Tetrahydroxy stilbene glycoside regulates TGF-ß/fractalkine/CX3CR1 based on network pharmacology in APP/PS1 mouse model.

ABSTRACT

Alzheimer's disease (AD) is a serious, progressive neurodegenerative disease that involves irreversible neuronal death. Tetrahydroxy stilbene glycoside (TSG) is an active compound extracted from P. multiflorum, a traditional Chinese herbal medicine, but its role in neuroprotection is unclear. Herein, we aimed to validate the effects of TSG on APP/PS1 model mice and the underlying mechanism. RNA-seq was performed to identify differentially expressed genes in APP/PS1 mouse, with PCR and immunohistochemistry used for validation. Experiments were performed after bioinformatic analysis for verification. Neuronal damage was observed by H&E staining. Key proteins involved in the pathway such as CX3CR1, Iba1 and TGF-ß were examined by immunohistochemical analysis. The KEGG analysis suggested that these genes might act by multiple pathways to build the pharmacological network of TSG in AD progression. These data provide the credible evidence that TSG improved neuronal damage and regulated neuroprotective mechanisms.
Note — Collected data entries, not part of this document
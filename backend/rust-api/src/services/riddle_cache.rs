use std::{collections::HashSet, time::Duration};

use chrono::{DateTime, TimeDelta, Utc};
use dashmap::DashMap;

use crate::{
    metrics::{RIDDLE_CACHE_ENTRIES, RIDDLE_CACHE_EVICTIONS_TOTAL},
    models::Riddle,
};

/// Slot every fetch writes to. Riddles are not generated per user.
pub const SHARED_CACHE_KEY: &str = "riddles";
pub const STALENESS_THRESHOLD: Duration = Duration::from_secs(15 * 60);
pub const SWEEP_PERIOD: Duration = Duration::from_secs(5 * 60);

#[derive(Debug, Clone, PartialEq)]
pub struct RiddleCacheEntry {
    pub riddles: HashSet<Riddle>,
    pub last_updated: DateTime<Utc>,
}

/// Concurrent riddle table. Entries are replaced whole on `put` and
/// expire through `sweep`; there is no manual delete.
#[derive(Debug, Default)]
pub struct RiddleCache {
    entries: DashMap<String, RiddleCacheEntry>,
}

impl RiddleCache {
    pub fn new() -> Self {
        Self::default()
    }

    /// Replaces the entry for `key`, stamped with the current time.
    pub fn put(&self, key: &str, riddles: HashSet<Riddle>) {
        self.put_at(key, riddles, Utc::now());
    }

    /// Replaces the entry for `key` with an explicit timestamp.
    pub fn put_at(&self, key: &str, riddles: HashSet<Riddle>, last_updated: DateTime<Utc>) {
        self.entries.insert(
            key.to_string(),
            RiddleCacheEntry {
                riddles,
                last_updated,
            },
        );
        RIDDLE_CACHE_ENTRIES.set(self.entries.len() as i64);
    }

    pub fn get(&self, key: &str) -> Option<RiddleCacheEntry> {
        self.entries.get(key).map(|entry| entry.value().clone())
    }

    pub fn len(&self) -> usize {
        self.entries.len()
    }

    pub fn is_empty(&self) -> bool {
        self.entries.is_empty()
    }

    /// Removes every entry last updated strictly before `now - threshold`.
    /// Returns the number of evicted entries.
    pub fn sweep(&self, now: DateTime<Utc>, threshold: Duration) -> usize {
        let Some(cutoff) = TimeDelta::from_std(threshold)
            .ok()
            .and_then(|delta| now.checked_sub_signed(delta))
        else {
            return 0;
        };

        let mut evicted = 0;
        self.entries.retain(|key, entry| {
            let stale = entry.last_updated < cutoff;
            if stale {
                tracing::debug!(
                    key = %key,
                    last_updated = %entry.last_updated,
                    "Evicting stale riddles"
                );
                evicted += 1;
            }
            !stale
        });

        RIDDLE_CACHE_EVICTIONS_TOTAL.inc_by(evicted as u64);
        RIDDLE_CACHE_ENTRIES.set(self.entries.len() as i64);
        evicted
    }
}
use serde::Deserialize;
use std::env;

pub const DEFAULT_API_URL: &str = "https://api.openai.com/v1/chat/completions";
pub const DEFAULT_MODEL: &str = "gpt-4.1";
const DEFAULT_CONNECT_TIMEOUT_SECS: u64 = 30;
const DEFAULT_BIND_ADDR: &str = "0.0.0.0:8080";

#[derive(Debug, Clone, Deserialize)]
pub struct Config {
    pub upstream: UpstreamConfig,
    pub bind_addr: String,
}

#[derive(Debug, Clone, Deserialize)]
pub struct UpstreamConfig {
    pub api_key: String,
    pub api_url: String,
    pub model: String,
    pub connect_timeout_secs: u64,
}

impl UpstreamConfig {
    pub fn is_configured(&self) -> bool {
        !self.api_key.trim().is_empty()
    }
}

impl Default for UpstreamConfig {
    fn default() -> Self {
        Self {
            api_key: String::new(),
            api_url: DEFAULT_API_URL.to_string(),
            model: DEFAULT_MODEL.to_string(),
            connect_timeout_secs: DEFAULT_CONNECT_TIMEOUT_SECS,
        }
    }
}

impl Config {
    pub fn load() -> Result<Self, config::ConfigError> {
        dotenvy::dotenv().ok();

        // Determine environment (defaults to dev)
        let env = env::var("APP_ENV").unwrap_or_else(|_| "dev".to_string());

        // Build configuration from config/*.toml + ENV overrides
        let settings = config::Config::builder()
            .add_source(config::File::with_name(&format!("config/{}", env)).required(false))
            // Override with environment variables (prefix: APP_)
            .add_source(config::Environment::with_prefix("APP").separator("__"))
            .build()?;

        let api_key = match settings
            .get_string("upstream.api_key")
            .or_else(|_| env::var("OPEN_API_KEY"))
        {
            Ok(key) => key,
            Err(_) if env == "prod" => {
                return Err(config::ConfigError::Message(
                    "OPEN_API_KEY must be set in production".to_string(),
                ));
            }
            Err(_) => {
                eprintln!("WARNING: OPEN_API_KEY is not set, upstream calls will be rejected");
                String::new()
            }
        };

        let api_url = settings
            .get_string("upstream.api_url")
            .or_else(|_| env::var("API_URL"))
            .unwrap_or_else(|_| DEFAULT_API_URL.to_string());

        let model = settings
            .get_string("upstream.model")
            .or_else(|_| env::var("OPENAI_MODEL"))
            .unwrap_or_else(|_| DEFAULT_MODEL.to_string());

        let connect_timeout_secs = settings
            .get_int("upstream.connect_timeout_secs")
            .ok()
            .and_then(|value| u64::try_from(value).ok())
            .filter(|value| *value > 0)
            .unwrap_or(DEFAULT_CONNECT_TIMEOUT_SECS);

        let bind_addr = settings
            .get_string("server.bind_addr")
            .or_else(|_| env::var("BIND_ADDR"))
            .unwrap_or_else(|_| DEFAULT_BIND_ADDR.to_string());

        Ok(Config {
            upstream: UpstreamConfig {
                api_key,
                api_url,
                model,
                connect_timeout_secs,
            },
            bind_addr,
        })
    }
}

#[cfg(test)]
mod tests {
    use super::*;
    use serial_test::serial;

    fn clear_env() {
        for key in [
            "APP_ENV",
            "OPEN_API_KEY",
            "API_URL",
            "OPENAI_MODEL",
            "BIND_ADDR",
            "APP__UPSTREAM__API_KEY",
            "APP__UPSTREAM__API_URL",
            "APP__UPSTREAM__CONNECT_TIMEOUT_SECS",
        ] {
            env::remove_var(key);
        }
    }

    #[test]
    #[serial]
    fn test_load_defaults() {
        clear_env();
        env::set_var("OPEN_API_KEY", "sk-test");

        let config = Config::load().unwrap();
        assert_eq!(config.upstream.api_key, "sk-test");
        assert_eq!(config.upstream.api_url, DEFAULT_API_URL);
        assert_eq!(config.upstream.model, DEFAULT_MODEL);
        assert_eq!(config.upstream.connect_timeout_secs, 30);
        assert!(config.upstream.is_configured());

        clear_env();
    }

    #[test]
    #[serial]
    fn test_prefixed_env_overrides_legacy_vars() {
        clear_env();
        env::set_var("OPEN_API_KEY", "legacy");
        env::set_var("APP__UPSTREAM__API_KEY", "prefixed");
        env::set_var("APP__UPSTREAM__API_URL", "http://127.0.0.1:9999/v1/chat");
        env::set_var("APP__UPSTREAM__CONNECT_TIMEOUT_SECS", "5");

        let config = Config::load().unwrap();
        assert_eq!(config.upstream.api_key, "prefixed");
        assert_eq!(config.upstream.api_url, "http://127.0.0.1:9999/v1/chat");
        assert_eq!(config.upstream.connect_timeout_secs, 5);

        clear_env();
    }

    #[test]
    #[serial]
    fn test_missing_key_is_fatal_in_prod() {
        clear_env();
        env::set_var("APP_ENV", "prod");

        assert!(Config::load().is_err());

        clear_env();
    }
}
//! Generic webhook: the structured notification as a JSON body.

use crate::channels::http::{ensure_success, settings};
use crate::channels::message::NotificationMessage;
use crate::channels::registry::{ChannelKind, ChannelSender, Payload, SendError};
use async_trait::async_trait;
use serde::Deserialize;
use std::collections::HashMap;

#[derive(Debug, Deserialize)]
struct WebhookSettings {
    url: String,
    /// POST (default) or PUT.
    #[serde(default)]
    method: Option<String>,
    /// Extra request headers, e.g. an Authorization header expected by the receiver.
    #[serde(default)]
    headers: HashMap<String, String>,
}

pub struct WebhookSender {
    client: reqwest::Client,
}

impl WebhookSender {
    pub fn new(client: reqwest::Client) -> Self {
        Self { client }
    }
}

#[async_trait]
impl ChannelSender for WebhookSender {
    fn kind(&self) -> ChannelKind {
        ChannelKind::Webhook
    }

    async fn send(&self, settings_value: &serde_json::Value, payload: Payload<'_>) -> Result<(), SendError> {
        let s: WebhookSettings = settings(settings_value)?;
        let body = match payload {
            Payload::Structured(msg) => msg.clone(),
            Payload::Text(text) => NotificationMessage::system(text),
        };
        let mut req = match s.method.as_deref().map(str::to_ascii_uppercase).as_deref() {
            None | Some("POST") => self.client.post(&s.url),
            Some("PUT") => self.client.put(&s.url),
            Some(other) => {
                return Err(SendError::Settings(format!("unsupported webhook method: {}", other)))
            }
        };
        for (name, value) in &s.headers {
            req = req.header(name.as_str(), value.as_str());
        }
        let res = req.json(&body).send().await?;
        ensure_success(res).await.map(|_| ())
    }
}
Together, our work has detailed the whole and major genes in APP/PS1 model mouse regulated by TSG, and highlighted the anti-inflammatory function of TSG in mediating CX3CR1 and TGF-ß as the TGF-ß/fractalkine/CX3XR1 signaling pathway, especially in microglia. Moreover, TSG has potential value in synaptic transmission and neurotrophic action on neurodegenerative diseases. In summary, TSG is a promising candidate for preventing and treating the progression of AD.